Al levantarse el telón, en efecto, las piezas de la comedia empiezan a ser examinadas y tanteadas por el autor. Desde el principio, sabemos que el cuadro que va a reconstruir para nuestra distracción trata un tema de amor (o de honor, o de religión, o de mitología, o de historia antigua...: pero dejamos fuera esos temas). También sabemos que ha de haber dos piezas mayores y principales cuyo encaje es obvio, pues están allí para acoplarse: el galán y la dama. Bastaría con juntarlas, pero no habría comedia; el poeta probará a encajar otras con ellas. Es sólo un juego; el esperado acoplamiento se producirá al fin, y las otras piezas serán apareadas sin miramiento, como de trámite, para que, a ser posible, ninguna quede suelta. El cuadro de la comedia de amor estará así reconstruido.

Rasgo común a todas esas piezas, a estas figuras lopescas, es que carecen de vida propia. Por supuesto, sólo tienen presente; se ignora su pasado y nada permite entrever su futuro más allá del telón final. El progreso histórico de la literatura habrá de consistir en la creación de más vida en los personajes, aligerando su dependencia del autor, concediendo mayor autonomía a su albedrío. Esta ya había empezado a otorgárseles fuera de la comedia. Fernando de Rojas es genial porque su obra sigue un curso que sus criaturas parecen ir decidiendo por ellas mismas. Es así como se produce la «verdad» humana de la ficción, ayudada por el hecho de que esas criaturas parezcan hablar su propia lengua, esto es, una modalidad idiomática diversificada y caracterizadora. Cervantes dio un paso decisivo hacia esa autonomía, estableciendo considerable distancia entre él y sus personajes. Intenta en vano conocer el pasado de don Quijote; ni su nombre verdadero sabe. A esa distancia, que apunta a un deseo de que los personajes vivan por su cuenta, obedece la famosa ironía cervantina. La ironía precisa de lejanía entre el ironista y lo ironizado. Se produce cuando el personaje piensa y actúa de modo distinto a como piensa o podría actuar el autor, pero éste le respeta lo que dice y hace sin el menor reproche, limitándose a quitar de su alrededor lo que podría justificarlo. Don Quijote hace reír porque Cervantes, al no proporcionar al caballero un ámbito caballeresco, nos permite contemplarlo como un entrañable danzante sin música. Se trata de un reconocimiento claro de su individualidad. Y de la de Sancho y los duques y el Bachiller y los personajes todos de la inmortal novela, donde ha introducido, además, una admirable polifonía en el sentido bajtiniano, es decir, una diferencien de géneros de discurso y de voces.
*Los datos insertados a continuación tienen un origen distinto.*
/// Hash of a quantized node centre, used to address nodes within a level
///
/// Centres are rounded to two decimal places before hashing so that centres
/// computed along different arithmetic paths still land in the same cell.
#[derive(Debug, Clone, Copy, PartialEq, Eq, Hash)]
pub struct VectorHash(u64);

/// Compute the address hash for a node centre
pub fn generate_vector_hash(v: &Vec3) -> VectorHash {
    let quantize = |value: f32| {
        let rounded = (value * 100.0).round() / 100.0;
        // Collapse -0.0 so both zero signs share a cell
        if rounded == 0.0 {
            0.0
        } else {
            rounded
        }
    };

    let mut seed = 0u64;
    for component in [quantize(v.x), quantize(v.y), quantize(v.z)] {
        hash_combine(&mut seed, u64::from(component.to_bits()));
    }
    VectorHash(seed)
}

/// Policy deciding when nodes subdivide or coalesce
pub trait SplitMergePolicy: Send + Sync {
    /// Should this node subdivide after an insertion?
    fn should_split(&self, node: &OctreeNode) -> bool;

    /// Should this sibling group coalesce after a removal?
    fn should_merge(&self, nodes: &[&OctreeNode]) -> bool;
}

/// Default policy: always split, always approve merges
#[derive(Debug, Default, Clone, Copy)]
pub struct AlwaysSplitMerge;

impl SplitMergePolicy for AlwaysSplitMerge {
    fn should_split(&self, _node: &OctreeNode) -> bool {
        true
    }

    fn should_merge(&self, _nodes: &[&OctreeNode]) -> bool {
        true
    }
}

/// Per-node payload: the objects filed in this cell, by kind
#[derive(Debug, Default)]
pub struct NodeData {
    /// Actors in this cell with their cached bounds
    pub actors: HashMap<ActorId, AABB>,
    /// Lights in this cell with their cached bounds
    pub lights: HashMap<LightId, AABB>,
    /// Particle systems in this cell with their cached bounds
    pub particle_systems: HashMap<ParticleSystemId, AABB>,
}

impl NodeData {
    /// True when no objects of any kind are filed here
    pub fn is_empty(&self) -> bool {
        self.actors.is_empty() && self.lights.is_empty() && self.particle_systems.is_empty()
    }

    /// Total object count across all kinds
    pub fn len(&self) -> usize {
        self.actors.len() + self.lights.len() + self.particle_systems.len()
    }
}
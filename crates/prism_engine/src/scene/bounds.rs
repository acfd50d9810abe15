//! Bounding volumes for spatial queries
//!
//! Provides the axis-aligned bounding box used throughout the partitioning
//! subsystem, plus the six-plane camera frustum used for visibility tests.

use crate::foundation::math::{Mat4, Point3, Vec3};

/// Axis-Aligned Bounding Box for spatial queries
#[derive(Debug, Clone, Copy, PartialEq)]
pub struct AABB {
    /// Minimum corner of the bounding box
    pub min: Vec3,
    /// Maximum corner of the bounding box
    pub max: Vec3,
}

impl AABB {
    /// Create a new AABB from min and max points
    ///
    /// Debug-asserts that min <= max on all axes.
    pub fn new(min: Vec3, max: Vec3) -> Self {
        debug_assert!(
            min.x <= max.x && min.y <= max.y && min.z <= max.z,
            "AABB min must be <= max on all axes"
        );
        Self { min, max }
    }

    /// Create an AABB centered at a point with given extents
    pub fn from_center_extents(center: Vec3, extents: Vec3) -> Self {
        Self {
            min: center - extents,
            max: center + extents,
        }
    }

    /// Create the smallest AABB enclosing a set of points
    ///
    /// An empty slice produces a zero-sized box at the origin.
    pub fn from_points(points: &[Vec3]) -> Self {
        let Some(first) = points.first() else {
            return Self {
                min: Vec3::zeros(),
                max: Vec3::zeros(),
            };
        };

        let mut min = *first;
        let mut max = *first;
        for p in &points[1..] {
            min.x = min.x.min(p.x);
            min.y = min.y.min(p.y);
            min.z = min.z.min(p.z);
            max.x = max.x.max(p.x);
            max.y = max.y.max(p.y);
            max.z = max.z.max(p.z);
        }

        Self { min, max }
    }

    /// Get the center of the AABB
    pub fn center(&self) -> Vec3 {
        (self.min + self.max) * 0.5
    }

    /// Get the extents (half-size) of the AABB
    pub fn extents(&self) -> Vec3 {
        (self.max - self.min) * 0.5
    }

    /// Get the full size of the AABB along each axis
    pub fn dimensions(&self) -> Vec3 {
        self.max - self.min
    }

    /// Width of the box (X axis)
    pub fn width(&self) -> f32 {
        self.max.x - self.min.x
    }

    /// Height of the box (Y axis)
    pub fn height(&self) -> f32 {
        self.max.y - self.min.y
    }

    /// Depth of the box (Z axis)
    pub fn depth(&self) -> f32 {
        self.max.z - self.min.z
    }

    /// Largest dimension of the box across all three axes
    pub fn max_dimension(&self) -> f32 {
        self.width().max(self.height()).max(self.depth())
    }

    /// True when the box has no spatial extent on any axis
    ///
    /// Such a box cannot be meaningfully indexed and is rejected by the
    /// partitioning structures.
    pub fn has_zero_area(&self) -> bool {
        self.max_dimension() == 0.0
    }

    /// Enumerate the 8 corners of the box
    pub fn corners(&self) -> [Vec3; 8] {
        let (min, max) = (self.min, self.max);
        [
            Vec3::new(min.x, min.y, min.z),
            Vec3::new(max.x, min.y, min.z),
            Vec3::new(min.x, max.y, min.z),
            Vec3::new(max.x, max.y, min.z),
            Vec3::new(min.x, min.y, max.z),
            Vec3::new(max.x, min.y, max.z),
            Vec3::new(min.x, max.y, max.z),
            Vec3::new(max.x, max.y, max.z),
        ]
    }

    /// Check if this AABB contains a point
    pub fn contains_point(&self, point: Vec3) -> bool {
        point.x >= self.min.x
            && point.x <= self.max.x
            && point.y >= self.min.y
            && point.y <= self.max.y
            && point.z >= self.min.z
            && point.z <= self.max.z
    }

    /// Check if this AABB contains every point in a slice
    pub fn contains_points(&self, points: &[Vec3]) -> bool {
        points.iter().all(|p| self.contains_point(*p))
    }

    /// Check if this AABB intersects another AABB
    pub fn intersects(&self, other: &AABB) -> bool {
        self.min.x <= other.max.x
            && self.max.x >= other.min.x
            && self.min.y <= other.max.y
            && self.max.y >= other.min.y
            && self.min.z <= other.max.z
            && self.max.z >= other.min.z
    }
}

/// Plane defined by normal and distance from origin
#[derive(Debug, Clone, Copy)]
pub struct Plane {
    /// Normal vector (should be normalized)
    pub normal: Vec3,
    /// Distance from origin along the normal
    pub distance: f32,
}

impl Plane {
    /// Create a new plane from normal and distance
    pub fn new(normal: Vec3, distance: f32) -> Self {
        Self {
            normal: normal.normalize(),
            distance,
        }
    }

    /// Create a plane from raw `ax + by + cz + d = 0` coefficients
    ///
    /// The plane is normalized so that signed distances are in world units.
    /// Degenerate coefficients produce a plane that rejects nothing.
    pub fn from_coefficients(a: f32, b: f32, c: f32, d: f32) -> Self {
        let normal = Vec3::new(a, b, c);
        let length = normal.magnitude();
        if length <= f32::EPSILON {
            return Self {
                normal: Vec3::zeros(),
                distance: 0.0,
            };
        }
        Self {
            normal: normal / length,
            distance: d / length,
        }
    }

    /// Calculate signed distance from plane to point
    pub fn distance_to_point(&self, point: Vec3) -> f32 {
        self.normal.dot(&point) + self.distance
    }
}

/// Frustum for visibility culling
///
/// Six planes plus the eight world-space corner points of the volume. The
/// corners are what the spatial hash uses to build a bounding box around a
/// camera's view.
#[derive(Debug, Clone)]
pub struct Frustum {
    /// Six planes defining the frustum (left, right, bottom, top, near, far)
    pub planes: [Plane; 6],
    corners: [Vec3; 8],
}

impl Frustum {
    /// Extract frustum planes from a view-projection matrix
    ///
    /// Uses the Gribb-Hartmann method: each plane is a sum or difference of
    /// rows of the combined matrix. Corner points are recovered by
    /// unprojecting the NDC cube through the inverse matrix. A singular
    /// matrix yields a degenerate frustum that culls nothing.
    pub fn from_matrix(view_projection: &Mat4) -> Self {
        let m = view_projection;
        let row = |i: usize| Vec4Row {
            x: m[(i, 0)],
            y: m[(i, 1)],
            z: m[(i, 2)],
            w: m[(i, 3)],
        };

        let (r0, r1, r2, r3) = (row(0), row(1), row(2), row(3));

        let planes = [
            r3.add(&r0).to_plane(),  // left
            r3.sub(&r0).to_plane(),  // right
            r3.add(&r1).to_plane(),  // bottom
            r3.sub(&r1).to_plane(),  // top
            r3.add(&r2).to_plane(),  // near
            r3.sub(&r2).to_plane(),  // far
        ];

        let corners = view_projection.try_inverse().map_or([Vec3::zeros(); 8], |inv| {
            let unproject = |x: f32, y: f32, z: f32| {
                let p = inv.transform_point(&Point3::new(x, y, z));
                Vec3::new(p.x, p.y, p.z)
            };
            [
                // near plane first, far plane second
                unproject(-1.0, -1.0, -1.0),
                unproject(1.0, -1.0, -1.0),
                unproject(1.0, 1.0, -1.0),
                unproject(-1.0, 1.0, -1.0),
                unproject(-1.0, -1.0, 1.0),
                unproject(1.0, -1.0, 1.0),
                unproject(1.0, 1.0, 1.0),
                unproject(-1.0, 1.0, 1.0),
            ]
        });

        Self { planes, corners }
    }

    /// The eight world-space corner points (near 4, then far 4)
    pub fn corners(&self) -> &[Vec3; 8] {
        &self.corners
    }

    /// The four corners of the near plane
    pub fn near_corners(&self) -> &[Vec3] {
        &self.corners[..4]
    }

    /// The four corners of the far plane
    pub fn far_corners(&self) -> &[Vec3] {
        &self.corners[4..]
    }

    /// Smallest AABB enclosing the whole frustum volume
    pub fn bounding_box(&self) -> AABB {
        AABB::from_points(&self.corners)
    }

    /// Check if an AABB is inside or intersects the frustum
    pub fn intersects_aabb(&self, aabb: &AABB) -> bool {
        // For each plane, test the AABB corner furthest along the plane
        // normal; if even that corner is behind the plane the box is out.
        for plane in &self.planes {
            let mut p = aabb.min;
            if plane.normal.x >= 0.0 {
                p.x = aabb.max.x;
            }
            if plane.normal.y >= 0.0 {
                p.y = aabb.max.y;
            }
            if plane.normal.z >= 0.0 {
                p.z = aabb.max.z;
            }

            if plane.distance_to_point(p) < 0.0 {
                return false;
            }
        }

        true
    }
}

/// One row of a 4x4 matrix, used during plane extraction
struct Vec4Row {
    x: f32,
    y: f32,
    z: f32,
    w: f32,
}

impl Vec4Row {
    fn add(&self, other: &Self) -> Self {
        Self {
            x: self.x + other.x,
            y: self.y + other.y,
            z: self.z + other.z,
            w: self.w + other.w,
        }
    }

    fn sub(&self, other: &Self) -> Self {
        Self {
            x: self.x - other.x,
            y: self.y - other.y,
            z: self.z - other.z,
            w: self.w - other.w,
        }
    }

    fn to_plane(self) -> Plane {
        Plane::from_coefficients(self.x, self.y, self.z, self.w)
    }
}

#[cfg(test)]
mod tests {
    use super::*;
    use crate::foundation::math::Mat4Ext;

    #[test]
    fn test_aabb_contains_point() {
        let aabb = AABB::new(Vec3::new(-1.0, -1.0, -1.0), Vec3::new(1.0, 1.0, 1.0));

        assert!(aabb.contains_point(Vec3::zeros()));
        assert!(aabb.contains_point(Vec3::new(0.5, 0.5, 0.5)));
        assert!(!aabb.contains_point(Vec3::new(2.0, 0.0, 0.0)));
    }

    #[test]
    fn test_aabb_intersects() {
        let aabb1 = AABB::new(Vec3::zeros(), Vec3::new(2.0, 2.0, 2.0));
        let aabb2 = AABB::new(Vec3::new(1.0, 1.0, 1.0), Vec3::new(3.0, 3.0, 3.0));
        let aabb3 = AABB::new(Vec3::new(5.0, 5.0, 5.0), Vec3::new(7.0, 7.0, 7.0));

        assert!(aabb1.intersects(&aabb2));
        assert!(!aabb1.intersects(&aabb3));
    }

    #[test]
    fn test_aabb_from_points_encloses_input() {
        let points = [
            Vec3::new(1.0, -2.0, 3.0),
            Vec3::new(-4.0, 5.0, 0.5),
            Vec3::new(2.0, 0.0, -1.0),
        ];
        let aabb = AABB::from_points(&points);

        assert!(aabb.contains_points(&points));
        assert_eq!(aabb.min, Vec3::new(-4.0, -2.0, -1.0));
        assert_eq!(aabb.max, Vec3::new(2.0, 5.0, 3.0));
    }

    #[test]
    fn test_aabb_zero_area() {
        let degenerate = AABB::new(Vec3::new(1.0, 2.0, 3.0), Vec3::new(1.0, 2.0, 3.0));
        assert!(degenerate.has_zero_area());

        // A flat box still has extent on some axis
        let flat = AABB::new(Vec3::zeros(), Vec3::new(1.0, 1.0, 0.0));
        assert!(!flat.has_zero_area());
    }

    #[test]
    fn test_aabb_corner_count_and_extremes() {
        let aabb = AABB::new(Vec3::new(-1.0, -2.0, -3.0), Vec3::new(1.0, 2.0, 3.0));
        let corners = aabb.corners();

        assert_eq!(corners.len(), 8);
        assert!(corners.contains(&aabb.min));
        assert!(corners.contains(&aabb.max));
    }

    fn test_frustum() -> Frustum {
        let proj = Mat4::perspective(std::f32::consts::FRAC_PI_2, 1.0, 0.1, 100.0);
        let view = Mat4::look_at(
            Vec3::new(0.0, 0.0, 10.0),
            Vec3::zeros(),
            Vec3::new(0.0, 1.0, 0.0),
        );
        Frustum::from_matrix(&(proj * view))
    }

    #[test]
    fn test_frustum_sees_box_in_front() {
        let frustum = test_frustum();
        let aabb = AABB::new(Vec3::new(-1.0, -1.0, -1.0), Vec3::new(1.0, 1.0, 1.0));

        assert!(frustum.intersects_aabb(&aabb));
    }

    #[test]
    fn test_frustum_culls_box_behind_camera() {
        let frustum = test_frustum();
        let behind = AABB::from_center_extents(Vec3::new(0.0, 0.0, 20.0), Vec3::new(1.0, 1.0, 1.0));

        assert!(!frustum.intersects_aabb(&behind));
    }

    #[test]
    fn test_frustum_culls_box_beyond_far_plane() {
        let frustum = test_frustum();
        let too_far =
            AABB::from_center_extents(Vec3::new(0.0, 0.0, -200.0), Vec3::new(1.0, 1.0, 1.0));

        assert!(!frustum.intersects_aabb(&too_far));
    }

    #[test]
    fn test_frustum_bounding_box_covers_near_and_far() {
        let frustum = test_frustum();
        let bounds = frustum.bounding_box();

        // Camera at z=10 looking down -Z with far plane 100: the volume
        // spans roughly z in [-90, 9.9]
        assert!(bounds.max.z <= 10.0);
        assert!(bounds.min.z < -80.0);
        assert!(bounds.contains_point(Vec3::zeros()));
    }
}
//! Foundation utilities shared across the engine
//!
//! Math type aliases and logging setup. Everything here is deliberately
//! thin: the heavy lifting is done by `nalgebra` and `log`.

pub mod logging;
pub mod math;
La picaresca, el Lazarillo sobre todo, había dado un paso importante hacia la construcción autónoma del personaje, por cuanto su asunto es, precisamente, el hacerse una vida desde su nacimiento, el ejercicio de su albedrío en tensión con el ambiente que lo constriñe y sanciona. Es uno de los motivos por los que cabe afirmar que el Lazarillo funda la novela moderna. Y ese respeto a la criatura fictiva es máximo en el Guzmán, donde el pícaro procede con tal dominio de su vivir, que el autor se ve obligado a reprenderle en las digresiones morales.
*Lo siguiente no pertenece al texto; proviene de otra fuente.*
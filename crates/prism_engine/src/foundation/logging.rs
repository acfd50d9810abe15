//! Logging utilities and structured logging support

pub use log::{debug, error, info, trace, warn};

/// Initialize the logging system
pub fn init() {
    env_logger::init();
}

/// Initialize the logging system, ignoring repeated initialization
///
/// Useful in tests and examples where several entry points may race to
/// set up logging.
pub fn try_init() {
    let _ = env_logger::try_init();
}
//! Math utilities and types
//!
//! Provides fundamental math types for 3D spatial queries and culling.

pub use nalgebra::{Matrix4, Perspective3, Vector2, Vector3, Vector4};

/// 2D vector type
pub type Vec2 = Vector2<f32>;

/// 3D vector type
pub type Vec3 = Vector3<f32>;

/// 4D vector type
pub type Vec4 = Vector4<f32>;

/// 4x4 matrix type
pub type Mat4 = Matrix4<f32>;

/// 3D point type
pub type Point3 = nalgebra::Point3<f32>;

/// Extension trait for `Mat4` with view/projection constructors
pub trait Mat4Ext {
    /// Create a perspective projection matrix
    fn perspective(fov_y: f32, aspect: f32, near: f32, far: f32) -> Mat4;

    /// Create a right-handed look-at view matrix
    fn look_at(eye: Vec3, target: Vec3, up: Vec3) -> Mat4;
}

impl Mat4Ext for Mat4 {
    fn perspective(fov_y: f32, aspect: f32, near: f32, far: f32) -> Mat4 {
        Perspective3::new(aspect, fov_y, near, far).to_homogeneous()
    }

    fn look_at(eye: Vec3, target: Vec3, up: Vec3) -> Mat4 {
        Mat4::look_at_rh(&Point3::from(eye), &Point3::from(target), &up)
    }
}

#[cfg(test)]
mod tests {
    use super::*;
    use approx::assert_relative_eq;

    #[test]
    fn test_look_at_maps_eye_to_origin() {
        let view = Mat4::look_at(
            Vec3::new(0.0, 0.0, 10.0),
            Vec3::zeros(),
            Vec3::new(0.0, 1.0, 0.0),
        );

        let eye = view.transform_point(&Point3::new(0.0, 0.0, 10.0));
        assert_relative_eq!(eye.x, 0.0, epsilon = 1e-5);
        assert_relative_eq!(eye.y, 0.0, epsilon = 1e-5);
        assert_relative_eq!(eye.z, 0.0, epsilon = 1e-5);
    }

    #[test]
    fn test_perspective_maps_near_plane() {
        let proj = Mat4::perspective(std::f32::consts::FRAC_PI_2, 1.0, 0.1, 100.0);

        // A point on the near plane in front of the camera maps to NDC z = -1
        let p = proj.transform_point(&Point3::new(0.0, 0.0, -0.1));
        assert_relative_eq!(p.z, -1.0, epsilon = 1e-4);
    }
}
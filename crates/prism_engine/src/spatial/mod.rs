//! Spatial partitioning and visibility culling
//!
//! The broad phase of rendering: every frame the engine asks "which
//! objects are potentially visible from this camera" and these structures
//! answer without testing the whole scene. Two interchangeable partitioner
//! implementations cover moving objects — a dynamic sparse octree and a
//! hierarchical spatial hash — while the static geometry octree culls
//! within a single compiled mesh.

pub mod geom_culler;
pub mod hash_key;
pub mod hash_partitioner;
pub mod octree;
pub mod octree_partitioner;
pub mod partitioner;
pub mod spatial_hash;

pub use geom_culler::{CullerNode, CullerOctree, GeomCuller, GeomRenderable};
pub use hash_key::{make_hash, make_key, GridHash, Key};
pub use hash_partitioner::SpatialHashPartitioner;
pub use octree::{
    AlwaysSplitMerge, Octree, OctreeError, OctreeNode, OctreeNodeKey, SplitMergePolicy,
};
pub use octree_partitioner::OctreePartitioner;
pub use partitioner::{
    Partitioner, PartitionerError, StageNode, StageNodeKind, StagedWrite, StagedWriteQueue,
    WriteOperation,
};
pub use spatial_hash::{SpatialHash, SpatialHashEntry};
Nada semejante hay en la comedia de Lope, nada libra a los personajes de ser piezas de un rompecabezas, recortadas para encajar unas con otras. Aunque a las que he llamado principales se les proporciona un tamaño y unos cortes que permiten reconocer desde el principio su función esencial. Para que sean reconocibles, son bastante constantes. Y en ellas y en todas el autor se proyecta. No obran por sí, sino al servicio del cuadro que deben formar; y no dicen y hacen otra cosa que lo dictado por el autor. Este habla por ellas, pone en sus labios, sin transformar apenas, no sólo lo que, a efectos literarios, piensa de lo humano y lo divino, sino también el modo mismo de expresarlo, el aparato retórico con que inscribe su personalidad en la poesía de su tiempo. Las damas enamoradas, los galanes, los criados y los viejos se manifiestan no en cuanto individuos, sino en cuanto tipos. No hay, en rigor, polifonía dentro de una obra, sino dentro del género. No hablan los personajes, sino las figuras: oído el caballero enamorado de una comedia, hemos oído prácticamente a los demás caballeros enamorados de ella, si los hay, y a los caballeros enamorados de todas las comedias. Lo mismo podemos decir de las restantes figuras. Más aún: esa polifonía de género no es definida; cualquier personaje, en especial el gracioso, puede adoptar el tipo retórico de otro. Pero, en definitiva, oyéndolos, oímos a Lope mismo, que, como dueño del retablo, les insufla su propio espíritu.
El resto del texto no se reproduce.